She heard the footsteps all the way up the ladder, through the hatch, and across the deck, before she heard the voice behind her. "What, Lucy? Star-gazing, and alone?" And though it was soft, it seemed unnaturally loud in still air.

"Hello, Caspian," Lucy said dreamily, not turning around. Her eyes were fixed to the point of light in front and a little to the left of her; the Spear-Head, the Narnian North Star. It shone clearly, but gently, like everything else that evening.

She felt Caspian's weight on the wood as he leant on the rail next to her, tilting his head to gaze at the Spear-Head. "If we were not becalmed," he observed, "I should say we are directly on course. To what or where that course leads, though, I have no guess…" his voice trailed off.

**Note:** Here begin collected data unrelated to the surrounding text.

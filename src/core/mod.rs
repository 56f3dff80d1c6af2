//! Core types: errors, configuration, tree-path helpers.

pub mod config;
pub mod errors;
pub mod paths;
//! Shared path manipulation utilities.
//!
//! Two kinds of path live in this crate. Filesystem paths (`Path`) name
//! configuration, snapshot and database files. Tree paths (`&str`) address
//! nodes inside a snapshot: they are absolute, `/`-separated, and a directory
//! path always ends in `/` while a file path never does. Segment names follow
//! the same convention (`"MyDir/"` vs `"a.txt"`).

use std::env;
use std::path::{Component, Path, PathBuf};

use memchr::memchr;

/// Resolve a path to an absolute, normalized path.
///
/// If `fs::canonicalize` succeeds (path exists), it is used to resolve symlinks
/// and normalize components.
///
/// If it fails (e.g. path does not exist), the path is made absolute relative
/// to CWD and `..`/`.` components are resolved syntactically.
pub fn resolve_absolute_path(path: &Path) -> PathBuf {
    let absolute = if path.is_absolute() {
        path.to_path_buf()
    } else {
        env::current_dir().map_or_else(|_| path.to_path_buf(), |cwd| cwd.join(path))
    };

    if let Ok(canonical) = std::fs::canonicalize(&absolute) {
        return canonical;
    }

    normalize_syntactic(&absolute)
}

fn normalize_syntactic(path: &Path) -> PathBuf {
    let mut components = Vec::new();
    for component in path.components() {
        match component {
            Component::Prefix(..) | Component::RootDir | Component::Normal(_) => {
                components.push(component);
            }
            Component::CurDir => {}
            Component::ParentDir => {
                if let Some(Component::Normal(_)) = components.last() {
                    components.pop();
                }
            }
        }
    }
    components.into_iter().collect()
}

/// Whether a segment name (or tree path) denotes a directory.
#[must_use]
pub fn is_dir_name(name: &str) -> bool {
    name.ends_with('/')
}

/// Whether `path` is an absolute tree directory path such as `/a/b/`.
#[must_use]
pub fn is_absolute_dir(path: &str) -> bool {
    path.starts_with('/') && path.ends_with('/')
}

/// Iterator over the segments of a relative tree path.
///
/// `"a/b/c.txt"` yields `"a/"`, `"b/"`, `"c.txt"`; directory segments keep
/// their trailing slash.
#[derive(Debug, Clone)]
pub struct Segments<'a> {
    rest: &'a str,
}

impl<'a> Iterator for Segments<'a> {
    type Item = &'a str;

    fn next(&mut self) -> Option<&'a str> {
        if self.rest.is_empty() {
            return None;
        }
        let end = memchr(b'/', self.rest.as_bytes()).map_or(self.rest.len(), |pos| pos + 1);
        let (segment, rest) = self.rest.split_at(end);
        self.rest = rest;
        Some(segment)
    }
}

/// Split a relative tree path into segments. A leading `/` is ignored.
#[must_use]
pub fn segments(path: &str) -> Segments<'_> {
    Segments {
        rest: path.strip_prefix('/').unwrap_or(path),
    }
}

/// Parent directory of a tree path: `/a/b/` → `/a/`, `/a/b.txt` → `/a/`.
/// The root `/` has no parent.
#[must_use]
pub fn parent_dir(path: &str) -> Option<&str> {
    let trimmed = path.strip_suffix('/').unwrap_or(path);
    trimmed.rfind('/').map(|pos| &path[..=pos])
}

/// Whether tree path `path` lies at or below directory `dir`.
#[must_use]
pub fn is_within(path: &str, dir: &str) -> bool {
    path.starts_with(dir)
}

#[cfg(test)]
mod tests {
    use super::*;

    #[test]
    fn resolves_existing_path_canonically() {
        let cwd = env::current_dir().unwrap();
        let resolved = resolve_absolute_path(Path::new("."));
        assert_eq!(resolved, std::fs::canonicalize(&cwd).unwrap());
    }

    #[test]
    fn normalizes_nonexistent_path_syntactically() {
        let input = Path::new("/nonexistent-ruletree/foo/../bar");
        assert!(std::fs::canonicalize(input).is_err());
        assert_eq!(
            resolve_absolute_path(input),
            Path::new("/nonexistent-ruletree/bar")
        );
    }

    #[test]
    fn segments_keep_directory_slashes() {
        let parts: Vec<&str> = segments("/a/MyDir/x.txt").collect();
        assert_eq!(parts, vec!["a/", "MyDir/", "x.txt"]);

        let dirs: Vec<&str> = segments("a/b/").collect();
        assert_eq!(dirs, vec!["a/", "b/"]);

        assert_eq!(segments("").count(), 0);
        assert_eq!(segments("/").count(), 0);
    }

    #[test]
    fn parent_dir_walks_up_one_level() {
        assert_eq!(parent_dir("/a/b/"), Some("/a/"));
        assert_eq!(parent_dir("/a/b.txt"), Some("/a/"));
        assert_eq!(parent_dir("/a/"), Some("/"));
        assert_eq!(parent_dir("/"), None);
    }

    #[test]
    fn absolute_dir_requires_both_slashes() {
        assert!(is_absolute_dir("/"));
        assert!(is_absolute_dir("/a/b/"));
        assert!(!is_absolute_dir("a/b/"));
        assert!(!is_absolute_dir("/a/b"));
        assert!(is_dir_name("MyDir/"));
        assert!(!is_dir_name("x.txt"));
        assert!(is_within("/a/b/c.txt", "/a/"));
        assert!(!is_within("/ab/c.txt", "/a/"));
    }
}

Lucy tore her mesmerised eyes from the Spear-Head to look at him. "Caspian! Surely you're not nervous?"

He caught her smile. "Well," he admitted, "not nervous… apprehensive, perhaps. Anticipating."

"Reepicheep would be outraged to hear you. But then," she smiled fondly, "who could ever match the valour of a Talking Mouse of Narnia?"

Caspian gave her a sideways glance, his lips twitching upward. "What was it your subjects used to call you, your Majesty? Was it… oh, by any chance… Queen Lucy the Valiant?"

"Oh, Caspian! Me, match Reepicheep!" The thought was almost funny. "Could you? Could any Telmarine?"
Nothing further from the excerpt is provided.